The lines you need are those holding the word "Deserialize"; pull them from the material.

■ ■ ■ ■ ■

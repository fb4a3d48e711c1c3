use log::{error, info};
use std::sync::Arc;

use crate::errors::CoreError;
use crate::models::wallet::{GeneratedWallet, TokenBalance};
use crate::solana::address::address_to_bytes;
use crate::solana::tokens::{symbol_for_mint, TOKEN_PROGRAM_ID};
use crate::solana::transaction::{self, build_sol_transfer};
use crate::solana::{lamports_to_sol, sol_to_lamports, SolanaRpc, SolanaWallet};

/// Solana wallet operations exposed to the HTTP layer.
///
/// Each call loads its key material into a fresh [`SolanaWallet`]; nothing
/// is retained between calls. Failures are logged and propagated, never
/// retried here.
pub struct SolanaService {
    rpc: Arc<dyn SolanaRpc>,
}

impl SolanaService {
    pub fn new(rpc: Arc<dyn SolanaRpc>) -> Self {
        Self { rpc }
    }

    /// Generate a new keypair. The exported keypair is returned as a JSON
    /// string alongside the public key.
    pub fn generate_wallet(&self) -> Result<GeneratedWallet, CoreError> {
        let mut wallet = SolanaWallet::new();
        let public_key = wallet.generate_keypair();
        let keypair = wallet.export_keypair()?;
        Ok(GeneratedWallet {
            public_key,
            keypair_json: serde_json::to_string(&keypair)?,
        })
    }

    /// Public key belonging to a base58 secret key.
    pub fn import_wallet(&self, secret_key: &str) -> Result<String, CoreError> {
        let mut wallet = SolanaWallet::new();
        wallet.import_keypair(secret_key)
    }

    /// SOL balance of `public_key`.
    pub async fn get_sol_balance(&self, public_key: &str) -> Result<f64, CoreError> {
        address_to_bytes(public_key)?;
        let lamports = self.rpc.get_balance(public_key).await.map_err(|e| {
            error!("Error fetching SOL balance for {public_key}: {e}");
            e
        })?;
        Ok(lamports_to_sol(lamports))
    }

    /// SPL token balances of `public_key`, labelled from the known-mint map.
    pub async fn get_token_balances(&self, public_key: &str) -> Result<Vec<TokenBalance>, CoreError> {
        address_to_bytes(public_key)?;
        let accounts = self
            .rpc
            .get_token_accounts(public_key, TOKEN_PROGRAM_ID)
            .await
            .map_err(|e| {
                error!("Error fetching token balances for {public_key}: {e}");
                e
            })?;

        Ok(accounts
            .into_iter()
            .map(|acct| TokenBalance {
                symbol: symbol_for_mint(&acct.mint).to_string(),
                mint: acct.mint,
                amount: acct.amount,
                decimals: acct.decimals,
                ui_amount: acct.ui_amount,
            })
            .collect())
    }

    /// Transfer `amount` SOL from the wallet of `secret_key` to `recipient`.
    /// Returns the transaction signature.
    pub async fn transfer_sol(
        &self,
        secret_key: &str,
        recipient: &str,
        amount: f64,
    ) -> Result<String, CoreError> {
        let mut wallet = SolanaWallet::new();
        let sender = wallet.import_keypair(secret_key)?;
        let to = address_to_bytes(recipient)?;
        let lamports = sol_to_lamports(amount)?;

        let blockhash = self.rpc.get_latest_blockhash().await.map_err(|e| {
            error!("Error fetching blockhash for transfer from {sender}: {e}");
            e
        })?;
        let message = build_sol_transfer(&wallet.public_key_bytes()?, &to, lamports, &blockhash)?;
        let (wire, _) = transaction::sign_message(&message, wallet.signing_key()?)?;

        let signature = self.rpc.send_transaction(&wire).await.map_err(|e| {
            error!("Error transferring {amount} SOL from {sender} to {recipient}: {e}");
            e
        })?;
        info!("Submitted transfer of {lamports} lamports from {sender} to {recipient}: {signature}");
        Ok(signature)
    }

    /// Sign a UTF-8 message with `secret_key`. Returns the base58 signature.
    pub fn sign_message(&self, secret_key: &str, message: &str) -> Result<String, CoreError> {
        let mut wallet = SolanaWallet::new();
        wallet.import_keypair(secret_key)?;
        wallet.sign_message(message.as_bytes())
    }

    /// Check a base58 signature of `message` against `public_key`.
    pub fn verify_signature(
        &self,
        public_key: &str,
        message: &str,
        signature: &str,
    ) -> Result<bool, CoreError> {
        let mut wallet = SolanaWallet::new();
        wallet.import_public_key(public_key)?;
        wallet.verify_signature(message.as_bytes(), signature)
    }
}
use async_trait::async_trait;
use serde::{Deserialize, Serialize};
use std::collections::HashMap;

use crate::errors::CoreError;
use crate::models::portfolio::Portfolio;
use crate::models::transaction::Transaction;
use crate::models::user::User;

/// Document store over the `users`, `portfolios` and `transactions`
/// collections.
///
/// Every write replaces the whole document (last write wins). There are no
/// multi-document transactions; read-modify-write sequences in the services
/// are not atomic with respect to each other.
#[async_trait]
pub trait Datastore: Send + Sync {
    async fn get_user(&self, uid: &str) -> Result<Option<User>, CoreError>;

    async fn put_user(&self, user: User) -> Result<(), CoreError>;

    /// Portfolio documents are keyed by user id.
    async fn get_portfolio(&self, user_id: &str) -> Result<Option<Portfolio>, CoreError>;

    async fn put_portfolio(&self, portfolio: Portfolio) -> Result<(), CoreError>;

    async fn get_transaction(&self, id: &str) -> Result<Option<Transaction>, CoreError>;

    async fn put_transaction(&self, transaction: Transaction) -> Result<(), CoreError>;

    /// A user's transactions, newest `initiated_at` first, at most `limit`.
    async fn transactions_for_user(
        &self,
        user_id: &str,
        limit: usize,
    ) -> Result<Vec<Transaction>, CoreError>;
}

/// The full contents of a store, as persisted in a snapshot file.
#[derive(Debug, Clone, Default, PartialEq, Serialize, Deserialize)]
pub struct Database {
    pub users: HashMap<String, User>,
    pub portfolios: HashMap<String, Portfolio>,
    pub transactions: HashMap<String, Transaction>,
}

impl Database {
    pub fn new() -> Self {
        Self::default()
    }

    pub fn transactions_for_user(&self, user_id: &str, limit: usize) -> Vec<Transaction> {
        let mut found: Vec<Transaction> = self
            .transactions
            .values()
            .filter(|t| t.user_id == user_id)
            .cloned()
            .collect();
        found.sort_by(|a, b| b.initiated_at.cmp(&a.initiated_at).then_with(|| a.id.cmp(&b.id)));
        found.truncate(limit);
        found
    }
}
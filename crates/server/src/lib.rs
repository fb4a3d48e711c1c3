//! HTTP API for Whale Watch.
//!
//! All routes live under `/api` and speak JSON. Errors are returned as
//! `{"error": "<message>"}` with a 4xx/5xx status.

pub mod config;
pub mod error;
pub mod routes;
pub mod state;

use axum::Router;
use tower_http::cors::{Any, CorsLayer};

pub use config::ServerConfig;
pub use error::ApiError;
pub use state::AppState;

/// Build the application router with permissive CORS.
pub fn build_router(state: AppState) -> Router {
    let cors = CorsLayer::new()
        .allow_origin(Any)
        .allow_methods(Any)
        .allow_headers(Any);

    Router::new()
        .nest("/api", routes::api_routes())
        .layer(cors)
        .with_state(state)
}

■ ■ ■ ■ ■

• **Solution below**:
use serde::{Deserialize, Serialize};
#[derive(Debug, Clone, Default, PartialEq, Serialize, Deserialize)]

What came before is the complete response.